Fires set by the Native Americans were not always small brush fires that cleared brush around homes and villages. Some fires were great in extent and consequently caused wide scale transformation of forested areas. Some fires cleared between 20 and 200 acres of land surrounding the village using slash-n-burn techniques (Feest). Slash-n-burn or Swidden farming technique involves clearing fields with axes and machetes, and then burning off the chaff and refuse (Mann). This practice was used for preparing areas growing vegetation such as corn, beans, and squash (White; Cronon). Swidden farming cause the most harm to forests because everything is cleared, unlike the creation of hunting fields.
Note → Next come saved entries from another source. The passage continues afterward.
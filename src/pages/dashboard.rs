//! Aggregate dashboard: stat cards, score distribution and pipeline demo.

use leptos::prelude::*;
use tracing::{debug, info, warn};
use wasm_bindgen_futures::spawn_local;

use crate::app::use_api_client;
use crate::components::data_pipeline::DataPipeline;
use crate::components::distribution_chart::DistributionChart;
use crate::components::stat_card::StatCard;
use crate::model::{total_kpi_max, DashboardStats, Kpi};
use crate::report::{DashboardSummary, DistributionSlice};
use crate::request_guard::RequestGuard;
use crate::scoring::{format_percent_precise, format_score, percent_of};

#[derive(Debug, Clone, Copy, PartialEq, Eq)]
enum DashboardTab {
    Overview,
    Pipeline,
    Analytics,
}

impl DashboardTab {
    const ALL: [DashboardTab; 3] = [
        DashboardTab::Overview,
        DashboardTab::Pipeline,
        DashboardTab::Analytics,
    ];

    fn label(self) -> &'static str {
        match self {
            DashboardTab::Overview => "Overview",
            DashboardTab::Pipeline => "Data Pipeline",
            DashboardTab::Analytics => "Analytics",
        }
    }
}

#[component]
pub fn DashboardPage() -> impl IntoView {
    let client = use_api_client();
    let (stats, set_stats) = signal::<Option<DashboardStats>>(None);
    let (loading, set_loading) = signal(true);
    let (error, set_error) = signal::<Option<String>>(None);

    let guard = RequestGuard::new();
    {
        let guard = guard.clone();
        on_cleanup(move || guard.invalidate());
    }

    // Load stats once on mount
    let ticket = guard.begin();
    spawn_local(async move {
        let outcome = client.get_dashboard_stats().await;
        if !guard.is_current(ticket) {
            debug!("Dashboard unmounted before stats arrived");
            return;
        }
        match outcome {
            Ok(loaded) => {
                info!("Loaded dashboard stats for {} analyses", loaded.total_analyses);
                set_stats.set(Some(loaded));
            }
            Err(e) => {
                warn!("Failed to load dashboard stats: {}", e);
                set_error.set(Some(e.into()));
            }
        }
        set_loading.set(false);
    });

    view! {
        <div class="page dashboard-page">
            <h2 class="page-title">"Quality Dashboard"</h2>
            {move || {
                if loading.get() {
                    view! { <p class="loading">"Loading dashboard..."</p> }.into_any()
                } else if let Some(message) = error.get() {
                    view! { <div class="error-banner" role="alert">{message}</div> }.into_any()
                } else if let Some(loaded) = stats.get() {
                    view! { <DashboardBody stats=loaded /> }.into_any()
                } else {
                    view! { <p class="empty-state">"No data available"</p> }.into_any()
                }
            }}
        </div>
    }
}

#[component]
fn DashboardBody(stats: DashboardStats) -> impl IntoView {
    let summary = DashboardSummary::from_stats(&stats);
    if !summary.consistent {
        warn!(
            "Score distribution sums to {} but total_analyses is {}",
            summary.slice_total(),
            stats.total_analyses
        );
    }
    let (tab, set_tab) = signal(DashboardTab::Overview);

    let tabs = DashboardTab::ALL
        .iter()
        .map(|&t| {
            view! {
                <button
                    class=move || if tab.get() == t { "tab active" } else { "tab" }
                    on:click=move |_| set_tab.set(t)
                >
                    {t.label()}
                </button>
            }
        })
        .collect::<Vec<_>>();

    let summary = StoredValue::new(summary);

    view! {
        <div class="tab-bar" role="tablist">{tabs}</div>
        {move || match tab.get() {
            DashboardTab::Overview => summary.with_value(|s| overview(s.clone())).into_any(),
            DashboardTab::Pipeline => pipeline_tab().into_any(),
            DashboardTab::Analytics => analytics_tab().into_any(),
        }}
    }
}

fn overview(summary: DashboardSummary) -> impl IntoView {
    let total = summary.slice_total();
    let banner_style = format!("background-color: {}", summary.tier.banner_color());
    let DashboardSummary {
        cards,
        slices,
        banner_title,
        banner_caption,
        consistent,
        ..
    } = summary;

    view! {
        <div class="stat-grid">
            {cards.into_iter().map(|card| view! { <StatCard card=card /> }).collect::<Vec<_>>()}
        </div>

        {(!consistent).then(|| view! {
            <p class="notice">
                "Score distribution does not add up to the total number of analyses."
            </p>
        })}

        <div class="dashboard-charts">
            <DistributionChart slices=slices.clone() />
            <div class="chart-card">
                <h3 class="chart-title">"Performance Overview"</h3>
                {slices.into_iter().map(|slice| performance_row(slice, total)).collect::<Vec<_>>()}
            </div>
        </div>

        <div class="quality-banner" style=banner_style>
            <h3 class="quality-banner-title">{banner_title}</h3>
            <p class="quality-banner-caption">{banner_caption}</p>
        </div>
    }
}

fn performance_row(slice: DistributionSlice, total: u64) -> impl IntoView {
    let share = percent_of(slice.count as f64, total as f64);
    view! {
        <div class="performance-row">
            <div class="performance-row-header">
                <span>{slice.bucket.label()}</span>
                <span class="performance-row-count">
                    {format!("{} ({})", slice.count, format_percent_precise(share))}
                </span>
            </div>
            <div class="progress-track">
                <div
                    class="progress-fill"
                    style=format!("width: {:.1}%; background-color: {}", share, slice.bucket.color())
                ></div>
            </div>
        </div>
    }
}

fn pipeline_tab() -> impl IntoView {
    view! {
        <DataPipeline />
        <div class="integration-grid">
            <div class="integration-card">
                <h3>"Salesforce Integration"</h3>
                <ul>
                    <li>"Cases"</li>
                    <li>"Contacts"</li>
                    <li>"Accounts"</li>
                    <li>"Service History"</li>
                </ul>
            </div>
            <div class="integration-card">
                <h3>"AI Analysis Features"</h3>
                <ul>
                    <li>"Sentiment Analysis"</li>
                    <li>"Intent Recognition"</li>
                    <li>"Compliance Checking"</li>
                    <li>"Quality Scoring"</li>
                </ul>
            </div>
        </div>
    }
}

fn analytics_tab() -> impl IntoView {
    let rows = Kpi::ALL
        .iter()
        .map(|&kpi| {
            let (name, criteria) = kpi.catalogue_entry();
            view! {
                <tr>
                    <td>{name}</td>
                    <td>{criteria}</td>
                    <td><span class="points-chip">{format!("{} pts", format_score(kpi.max_score()))}</span></td>
                </tr>
            }
        })
        .collect::<Vec<_>>();

    view! {
        <div class="chart-card chart-placeholder">
            <p>"Performance chart visualization coming soon..."</p>
        </div>
        <div class="chart-card">
            <h3 class="chart-title">"KPI Scoring Criteria"</h3>
            <table class="kpi-catalogue">
                <thead>
                    <tr>
                        <th>"KPI"</th>
                        <th>"Criteria"</th>
                        <th>"Max Points"</th>
                    </tr>
                </thead>
                <tbody>{rows}</tbody>
            </table>
            <p class="kpi-catalogue-total">
                {format!("Total: {} points", format_score(total_kpi_max()))}
            </p>
        </div>
    }
}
Fires for cooking and warmth also contributed to the local ecological transformation (White, Cronon). Women gathered firewood constantly to keep fires going. Quick consumption of wood forced them to search in about 3-mile radiuses around the village to find firewood (Williams). Villages of 50-1,500 residents quickly resulted in shortages of wood in the surrounding area of the village and comparably larger shortages must have faced villages as large as 25,000 residents (Williams). Mobility played a big role in resource consumption as Native Americans needed to find new ground to fuel the need for wood. Many villages set big fires that burned all night at times, winter and summer, creating a strain on wood resources (Cronon). The effects of intensive food gathering and firewood consumption led to some village sites relocating every new season.

Agriculture

Agriculture played a major role in early ecological transformation of the North American continent. Many villages had their own fields of vegetation to live off and most were grown on land cleared by swidden farming techniques (White, Cronon). To clear fields for planting, a group of around 50 men and women were required (Williams, 1936). The amount of land cultivated around a village is usually a radius between 10-15km (Williams). Fully-fledged agriculture became a dominant way of life for Native Americans for 500 years prior to the arrival of European settlers (Williams).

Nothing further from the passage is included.